Ele tentava ser forte para tranquilizar a todos, mas seus olhos diziam algo que o coração temia. Disse as seguintes palavras: Eu amo a todos vocês. Vamos nos falando por cartas. (Ah, o adeus, é a maior tragédia que a humanidade já pôde experimentar).
Passou-se um mês, e as cartas do soldado setenta e nove chegavam para sua namorada e para sua família, e as cartas da sua família e da sua namorada chegavam para ele.
Dos dois lados da realidade se contavam sobre o dia-a-dia, os dilemas, as dificuldades, as experiências. Falavam sobre Deus, sobre a importância da fé nos momentos difíceis, e como a própria fé é a responsável em levar pessoas à sobrevivência nos momentos mais frágeis da vida.
No segundo mês, seguiu-se o mesmo curso, as mesmas idas e vindas, as mesmas trocas de palavras e fotos envoltas dos papéis e envelopes. As mesmas esperanças e medos, certezas, que a fé depositava naqueles corações, misturadas com a incerteza de um futuro que não conheciam.
Quando, mais uma vez, o de repente bate à porta.
No início do terceiro mês, pararam de receber as cartas do soldado. Buscaram ter os pensamentos mais positivos possíveis. Talvez, ele deveria estar cheio de serviço para realizar, ou estava sem papel e sem caneta para escrever e responder suas cartas, ou dera problema nos correios, mas, logo, voltaria a dar sinal de vida.
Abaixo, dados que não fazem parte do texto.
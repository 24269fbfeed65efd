use std::collections::HashSet;
use std::sync::Arc;

use bytes::Bytes;
use rand::seq::{IndexedRandom, SliceRandom};

use memkv_errors::Error;
use memkv_resp::Reply;

use super::helpers::{get_as_set, key_string};
use crate::db::Database;
use crate::value::Value;

fn get_or_init_set(db: &Arc<Database>, key: &str) -> Result<HashSet<String>, Reply> {
    match get_as_set(db, key)? {
        Some(s) => Ok(s),
        None => Ok(HashSet::new()),
    }
}

pub fn exec_sadd(db: &Arc<Database>, args: &[Bytes]) -> Reply {
    let key = key_string(&args[0]);
    let member = key_string(&args[1]);
    let mut set = match get_or_init_set(db, &key) {
        Err(e) => return e,
        Ok(s) => s,
    };
    let added = set.insert(member);
    db.put_entity(&key, Value::Set(set));
    Reply::Integer(if added { 1 } else { 0 })
}

pub fn exec_sismember(db: &Arc<Database>, args: &[Bytes]) -> Reply {
    let key = key_string(&args[0]);
    let member = key_string(&args[1]);
    match get_as_set(db, &key) {
        Err(e) => e,
        Ok(None) => Reply::Integer(0),
        Ok(Some(set)) => Reply::Integer(if set.contains(&member) { 1 } else { 0 }),
    }
}

pub fn exec_spop(db: &Arc<Database>, args: &[Bytes]) -> Reply {
    let key = key_string(&args[0]);
    let mut set = match get_as_set(db, &key) {
        Err(e) => return e,
        Ok(None) => return Reply::NullBulk,
        Ok(Some(s)) if s.is_empty() => return Reply::NullBulk,
        Ok(Some(s)) => s,
    };
    let members: Vec<&String> = set.iter().collect();
    let chosen = members.choose(&mut rand::rng()).expect("set is non-empty").to_string();
    set.remove(&chosen);
    if set.is_empty() {
        db.remove(&key);
    } else {
        db.put_entity(&key, Value::Set(set));
    }
    Reply::Bulk(Bytes::from(chosen))
}

pub fn exec_srandmember(db: &Arc<Database>, args: &[Bytes]) -> Reply {
    let key = key_string(&args[0]);
    let set = match get_as_set(db, &key) {
        Err(e) => return e,
        Ok(None) => return Reply::NullBulk,
        Ok(Some(s)) if s.is_empty() => return Reply::NullBulk,
        Ok(Some(s)) => s,
    };

    if args.len() == 1 {
        let members: Vec<&String> = set.iter().collect();
        let chosen = members.choose(&mut rand::rng()).expect("set is non-empty");
        return Reply::Bulk(Bytes::from(chosen.to_string()));
    }

    let count_str = String::from_utf8_lossy(&args[1]);
    let count: i64 = match count_str.parse() {
        Ok(n) => n,
        Err(_) => return Reply::Error(Error::NotAnInteger.wire_message()),
    };

    if count > 0 {
        let mut members: Vec<String> = set.into_iter().collect();
        members.shuffle(&mut rand::rng());
        members.truncate(count as usize);
        Reply::multi_bulk_strings(members.into_iter().map(Bytes::from))
    } else if count < 0 {
        let members: Vec<&String> = set.iter().collect();
        let mut rng = rand::rng();
        let picked: Vec<Bytes> = (0..(-count))
            .map(|_| Bytes::from(members.choose(&mut rng).expect("set is non-empty").to_string()))
            .collect();
        Reply::multi_bulk_strings(picked)
    } else {
        Reply::EmptyMultiBulk
    }
}

pub fn exec_srem(db: &Arc<Database>, args: &[Bytes]) -> Reply {
    let key = key_string(&args[0]);
    let mut set = match get_as_set(db, &key) {
        Err(e) => return e,
        Ok(None) => return Reply::Integer(0),
        Ok(Some(s)) => s,
    };
    let mut removed = 0i64;
    for member_arg in &args[1..] {
        if set.remove(&key_string(member_arg)) {
            removed += 1;
        }
    }
    if set.is_empty() {
        db.remove(&key);
    } else {
        db.put_entity(&key, Value::Set(set));
    }
    Reply::Integer(removed)
}

pub fn exec_sinter(db: &Arc<Database>, args: &[Bytes]) -> Reply {
    let mut result: Option<HashSet<String>> = None;
    for key_arg in args {
        let key = key_string(key_arg);
        match get_as_set(db, &key) {
            Err(e) => return e,
            Ok(None) => return Reply::NullBulk,
            Ok(Some(set)) => {
                result = Some(match result {
                    None => set,
                    Some(acc) => acc.intersection(&set).cloned().collect(),
                });
            }
        }
    }
    reply_from_set(result.unwrap_or_default())
}

pub fn exec_sunion(db: &Arc<Database>, args: &[Bytes]) -> Reply {
    let mut result: HashSet<String> = HashSet::new();
    for key_arg in args {
        let key = key_string(key_arg);
        match get_as_set(db, &key) {
            Err(e) => return e,
            Ok(None) => continue,
            Ok(Some(set)) => result = result.union(&set).cloned().collect(),
        }
    }
    reply_from_set(result)
}

pub fn exec_sdiff(db: &Arc<Database>, args: &[Bytes]) -> Reply {
    let mut result: Option<HashSet<String>> = None;
    for (i, key_arg) in args.iter().enumerate() {
        let key = key_string(key_arg);
        match get_as_set(db, &key) {
            Err(e) => return e,
            Ok(None) => {
                if i == 0 {
                    return Reply::NullBulk;
                }
                continue;
            }
            Ok(Some(set)) => {
                result = Some(match result {
                    None => set,
                    Some(acc) => {
                        let diff: HashSet<String> = acc.difference(&set).cloned().collect();
                        if diff.is_empty() {
                            return Reply::NullBulk;
                        }
                        diff
                    }
                });
            }
        }
    }
    reply_from_set(result.unwrap_or_default())
}

fn reply_from_set(set: HashSet<String>) -> Reply {
    if set.is_empty() {
        return Reply::EmptyMultiBulk;
    }
    Reply::multi_bulk_strings(set.into_iter().map(Bytes::from))
}

#[cfg(test)]
mod tests {
    use super::*;
    use memkv_timewheel::TimeWheel;
    use std::time::Duration;

    fn new_db() -> Arc<Database> {
        Arc::new(Database::new(0, TimeWheel::spawn(Duration::from_millis(20), 8)))
    }

    #[tokio::test]
    async fn sadd_sismember_srem_lifecycle() {
        let db = new_db();
        assert_eq!(exec_sadd(&db, &[Bytes::from_static(b"s"), Bytes::from_static(b"a")]), Reply::Integer(1));
        assert_eq!(exec_sadd(&db, &[Bytes::from_static(b"s"), Bytes::from_static(b"a")]), Reply::Integer(0));
        assert_eq!(exec_sismember(&db, &[Bytes::from_static(b"s"), Bytes::from_static(b"a")]), Reply::Integer(1));
        assert_eq!(exec_srem(&db, &[Bytes::from_static(b"s"), Bytes::from_static(b"a")]), Reply::Integer(1));
        assert!(db.get_entity("s").is_none());
    }

    #[tokio::test]
    async fn sdiff_first_key_absent_is_null() {
        let db = new_db();
        exec_sadd(&db, &[Bytes::from_static(b"s2"), Bytes::from_static(b"x")]);
        let reply = exec_sdiff(&db, &[Bytes::from_static(b"missing"), Bytes::from_static(b"s2")]);
        assert_eq!(reply, Reply::NullBulk);
    }

    #[tokio::test]
    async fn sunion_tolerates_absent_keys() {
        let db = new_db();
        exec_sadd(&db, &[Bytes::from_static(b"s1"), Bytes::from_static(b"a")]);
        let reply = exec_sunion(&db, &[Bytes::from_static(b"s1"), Bytes::from_static(b"missing")]);
        match reply {
            Reply::MultiBulk(items) => assert_eq!(items.len(), 1),
            other => panic!("unexpected reply: {other:?}"),
        }
    }

    #[tokio::test]
    async fn srandmember_count_zero_is_empty_array() {
        let db = new_db();
        exec_sadd(&db, &[Bytes::from_static(b"s"), Bytes::from_static(b"a")]);
        let reply = exec_srandmember(&db, &[Bytes::from_static(b"s"), Bytes::from_static(b"0")]);
        assert_eq!(reply, Reply::EmptyMultiBulk);
    }

    #[tokio::test]
    async fn srandmember_negative_count_allows_repeats() {
        let db = new_db();
        exec_sadd(&db, &[Bytes::from_static(b"s"), Bytes::from_static(b"a")]);
        let reply = exec_srandmember(&db, &[Bytes::from_static(b"s"), Bytes::from_static(b"-3")]);
        match reply {
            Reply::MultiBulk(items) => assert_eq!(items.len(), 3),
            other => panic!("unexpected reply: {other:?}"),
        }
    }
}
Mas, o destino tinha outros planos, e Deus sabia o que estava fazendo. Em uma manhã de quarta-feira, no início da segunda quinzena do terceiro mês, a família recebeu uma correspondência contendo as seguintes poucas palavras:
“O soldado setenta e nove morreu em fronte de batalha. Lutou como um bravo guerreiro para defender sua pátria e sua família. Ele merece toda honra possível. Que descanse em paz”
…
“Você me prometeu que voltaria. Você me prometeu um pra sempre. Mas, enquanto o sempre existir, você será o meu eterno amor”, disse Tina, anestesiada por toda a dor que sentia. E continuou a falar enquanto todos tinham a sua atenção naquele enterro do soldado setenta e nove: “Você é o meu amor resiliente. O amor que irá durar durante as quatro estações do meu viver. Te olharei nos olhos todos os dias, e os seus olhos nos meus. Você será sempre uma parte de mim”.
Mas os dias nunca mais seriam os mesmos para Tina, a Marta Matarazzo.